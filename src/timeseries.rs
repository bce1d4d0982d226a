//! Day-by-day cumulative totals for one class across the current billing cycle.

use crate::aggregator::{Outlook, TargetStatus};
use crate::schema::BudgetClass;
use crate::utils::{format_day, local_day, one_year_before, SECONDS_PER_DAY};
use chrono::{FixedOffset, NaiveDate};
use log::debug;
use serde::{Deserialize, Serialize};
use std::collections::BTreeMap;

/// `[start, end)` in unix seconds.
#[derive(Debug, Clone, Copy, PartialEq, Eq, Serialize, Deserialize)]
pub struct CycleWindow {
    pub start: i64,
    pub end: i64,
}

impl CycleWindow {
    /// The backend only lists upcoming boundaries, so the start of the
    /// current cycle is approximated as the latest boundary stepped back one
    /// year. `reset_dates` must be sorted ascending.
    pub fn from_reset_dates(reset_dates: &[i64]) -> Option<Self> {
        let end = *reset_dates.first()?;
        let latest = *reset_dates.last()?;
        let start = one_year_before(latest)?;
        Some(Self { start, end })
    }

    /// A window that has not finished yet stops one day past `now`.
    pub fn clamped_end(&self, now: i64) -> i64 {
        if now < self.end {
            now.saturating_add(SECONDS_PER_DAY)
        } else {
            self.end
        }
    }
}

#[derive(Debug, Clone, PartialEq, Serialize, Deserialize)]
pub struct TargetLine {
    pub values: Vec<f64>,
    pub outlook: Outlook,
}

#[derive(Debug, Clone, PartialEq, Serialize, Deserialize)]
pub struct ClassSeries {
    pub labels: Vec<String>,
    pub cumulative_totals: Vec<f64>,
    pub target_line: Option<TargetLine>,
}

impl ClassSeries {
    pub fn len(&self) -> usize {
        self.labels.len()
    }

    pub fn is_empty(&self) -> bool {
        self.labels.is_empty()
    }
}

pub struct SeriesBuilder {
    window: CycleWindow,
    offset: FixedOffset,
    now: i64,
}

impl SeriesBuilder {
    pub fn new(window: CycleWindow, offset: FixedOffset, now: i64) -> Self {
        Self {
            window,
            offset,
            now,
        }
    }

    pub fn window(&self) -> CycleWindow {
        self.window
    }

    /// Every calendar day the chart covers, in order.
    pub fn days(&self) -> Vec<NaiveDate> {
        let (Some(first), Some(stop)) = (
            local_day(self.window.start, self.offset),
            local_day(self.window.clamped_end(self.now), self.offset),
        ) else {
            return Vec::new();
        };

        let mut days = Vec::new();
        let mut day = first;
        while day < stop {
            days.push(day);
            match day.succ_opt() {
                Some(next) => day = next,
                None => break,
            }
        }
        days
    }

    /// Returns `None` for classes with fewer than two transactions; those
    /// get no chart.
    pub fn build(&self, class: &BudgetClass, total_income: f64) -> Option<ClassSeries> {
        if class.history.len() <= 1 {
            return None;
        }

        let mut per_day: BTreeMap<NaiveDate, f64> = BTreeMap::new();
        for transaction in &class.history {
            if let Some(day) = local_day(transaction.timestamp, self.offset) {
                *per_day.entry(day).or_insert(0.0) += transaction.price;
            }
        }

        let days = self.days();
        let mut labels = Vec::with_capacity(days.len());
        let mut cumulative_totals = Vec::with_capacity(days.len());
        let mut running = 0.0;
        for day in days {
            running += per_day.get(&day).copied().unwrap_or(0.0);
            labels.push(format_day(day));
            cumulative_totals.push(running);
        }

        let target_line = TargetStatus::evaluate(class, class.sum(), total_income).map(|status| {
            TargetLine {
                values: vec![status.effective; cumulative_totals.len()],
                outlook: status.outlook,
            }
        });

        debug!(
            "Built {}-day series for class {} (target line: {})",
            labels.len(),
            class.id,
            target_line.is_some()
        );

        Some(ClassSeries {
            labels,
            cumulative_totals,
            target_line,
        })
    }
}

#[cfg(test)]
mod tests {
    use super::*;
    use crate::schema::{ClassType, Target, Transaction};
    use crate::utils::utc_offset;

    // 2023-03-01 00:00:00 UTC
    const MARCH_1: i64 = 1_677_628_800;
    const DAY: i64 = SECONDS_PER_DAY;

    fn class(prices_at: &[(f64, i64)], target: Option<Target>) -> BudgetClass {
        BudgetClass {
            id: "c1".to_string(),
            name: "Food".to_string(),
            description: String::new(),
            class_type: ClassType::Expense,
            keywords: vec![],
            target,
            history: prices_at
                .iter()
                .enumerate()
                .map(|(i, (price, ts))| Transaction {
                    id: format!("t{}", i),
                    class_id: "c1".to_string(),
                    price: *price,
                    vendor: String::new(),
                    description: String::new(),
                    timestamp: *ts,
                    recurring: false,
                })
                .collect(),
        }
    }

    #[test]
    fn test_window_from_reset_dates() {
        // 2023-04-01 and 2024-03-01
        let window = CycleWindow::from_reset_dates(&[1_680_307_200, 1_709_251_200]).unwrap();
        assert_eq!(window.start, MARCH_1);
        assert_eq!(window.end, 1_680_307_200);
        assert!(CycleWindow::from_reset_dates(&[]).is_none());
    }

    #[test]
    fn test_cumulative_series() {
        let window = CycleWindow {
            start: MARCH_1,
            end: MARCH_1 + 4 * DAY,
        };
        let builder = SeriesBuilder::new(window, utc_offset(), MARCH_1 + 30 * DAY);
        let class = class(&[(10.0, MARCH_1 + DAY + 60), (5.0, MARCH_1 + 3 * DAY + 7200)], None);

        let series = builder.build(&class, 0.0).unwrap();
        assert_eq!(series.labels, vec!["2023-3-1", "2023-3-2", "2023-3-3", "2023-3-4"]);
        assert_eq!(series.cumulative_totals, vec![0.0, 10.0, 10.0, 15.0]);
        assert!(series.target_line.is_none());
    }

    #[test]
    fn test_walk_clamps_to_day_after_now() {
        let window = CycleWindow {
            start: MARCH_1,
            end: MARCH_1 + 10 * DAY,
        };
        let now = MARCH_1 + DAY + 12 * 3600;
        let builder = SeriesBuilder::new(window, utc_offset(), now);
        assert_eq!(builder.days().len(), 2);
    }

    #[test]
    fn test_target_line_is_flat() {
        let window = CycleWindow {
            start: MARCH_1,
            end: MARCH_1 + 3 * DAY,
        };
        let builder = SeriesBuilder::new(window, utc_offset(), MARCH_1 + 30 * DAY);
        let class = class(
            &[(40.0, MARCH_1), (20.0, MARCH_1 + DAY)],
            Some(Target::percent_of_income(0.05)),
        );

        let series = builder.build(&class, 2000.0).unwrap();
        let line = series.target_line.unwrap();
        assert_eq!(line.values, vec![100.0; 3]);
        assert_eq!(line.outlook, Outlook::Favorable);
    }

    #[test]
    fn test_single_transaction_has_no_series() {
        let window = CycleWindow {
            start: MARCH_1,
            end: MARCH_1 + 3 * DAY,
        };
        let builder = SeriesBuilder::new(window, utc_offset(), MARCH_1);
        assert!(builder.build(&class(&[(1.0, MARCH_1)], None), 0.0).is_none());
        assert!(builder.build(&class(&[], None), 0.0).is_none());
    }

    #[test]
    fn test_clamped_end_near_max_time() {
        let window = CycleWindow {
            start: 0,
            end: i64::MAX,
        };
        assert_eq!(window.clamped_end(i64::MAX - 10), i64::MAX);
        assert_eq!(window.clamped_end(0), DAY);
    }

    #[test]
    fn test_inverted_window_is_empty() {
        let window = CycleWindow {
            start: MARCH_1 + 5 * DAY,
            end: MARCH_1,
        };
        let builder = SeriesBuilder::new(window, utc_offset(), MARCH_1 + 30 * DAY);
        assert!(builder.days().is_empty());
    }
}
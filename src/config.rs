use crate::error::{BudgetError, Result};
use crate::utils::validate_utc_offset;
use chrono::FixedOffset;
use serde::{Deserialize, Serialize};

pub const DEFAULT_BASE_URL: &str = "http://localhost:5000";

/// How class content behaves once it has been built.
#[derive(Debug, Clone, Copy, PartialEq, Eq, Default, Serialize, Deserialize)]
#[serde(rename_all = "snake_case")]
pub enum RefreshPolicy {
    /// Class content and button labels keep whatever data was current the
    /// first time the class was seen in this page session.
    #[default]
    Frozen,
    /// Structure is still built once, but labels and content are re-derived
    /// from every refresh. Disclosure open/closed state is kept.
    Live,
}

#[derive(Debug, Clone, PartialEq, Serialize, Deserialize)]
#[serde(default)]
pub struct ClientConfig {
    pub base_url: String,
    pub refresh_policy: RefreshPolicy,
    /// Offset applied when bucketing transactions into days and printing dates
    pub utc_offset_seconds: i32,
}

impl Default for ClientConfig {
    fn default() -> Self {
        Self {
            base_url: DEFAULT_BASE_URL.to_string(),
            refresh_policy: RefreshPolicy::default(),
            utc_offset_seconds: 0,
        }
    }
}

impl ClientConfig {
    pub fn from_json_str(raw: &str) -> Result<Self> {
        let config: Self = serde_json::from_str(raw)?;
        config.validate()?;
        Ok(config)
    }

    pub fn validate(&self) -> Result<()> {
        if self.base_url.trim().is_empty() {
            return Err(BudgetError::InvalidConfig(
                "base_url must not be empty".to_string(),
            ));
        }
        validate_utc_offset(self.utc_offset_seconds)?;
        Ok(())
    }

    pub fn offset(&self) -> Result<FixedOffset> {
        validate_utc_offset(self.utc_offset_seconds)
    }

    /// Joins `base_url` and an endpoint path without doubling the slash.
    pub fn url_for(&self, endpoint: &str) -> String {
        format!(
            "{}/{}",
            self.base_url.trim_end_matches('/'),
            endpoint.trim_start_matches('/')
        )
    }
}

#[cfg(test)]
mod tests {
    use super::*;

    #[test]
    fn test_defaults_fill_missing_fields() {
        let config = ClientConfig::from_json_str(r#"{"refresh_policy": "live"}"#).unwrap();
        assert_eq!(config.refresh_policy, RefreshPolicy::Live);
        assert_eq!(config.base_url, DEFAULT_BASE_URL);
        assert_eq!(config.utc_offset_seconds, 0);
    }

    #[test]
    fn test_rejects_bad_offset() {
        let result = ClientConfig::from_json_str(r#"{"utc_offset_seconds": 100000}"#);
        assert!(matches!(result, Err(BudgetError::InvalidConfig(_))));
    }

    #[test]
    fn test_rejects_empty_base_url() {
        let config = ClientConfig {
            base_url: "  ".to_string(),
            ..ClientConfig::default()
        };
        assert!(config.validate().is_err());
    }

    #[test]
    fn test_url_for() {
        let config = ClientConfig {
            base_url: "https://budget.example/".to_string(),
            ..ClientConfig::default()
        };
        assert_eq!(config.url_for("/get/all"), "https://budget.example/get/all");
    }
}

## [ACTIVITY]
Without adding anything, say how many lines in the listing above include the string "must".

## [THE COMPLETED TASK]
2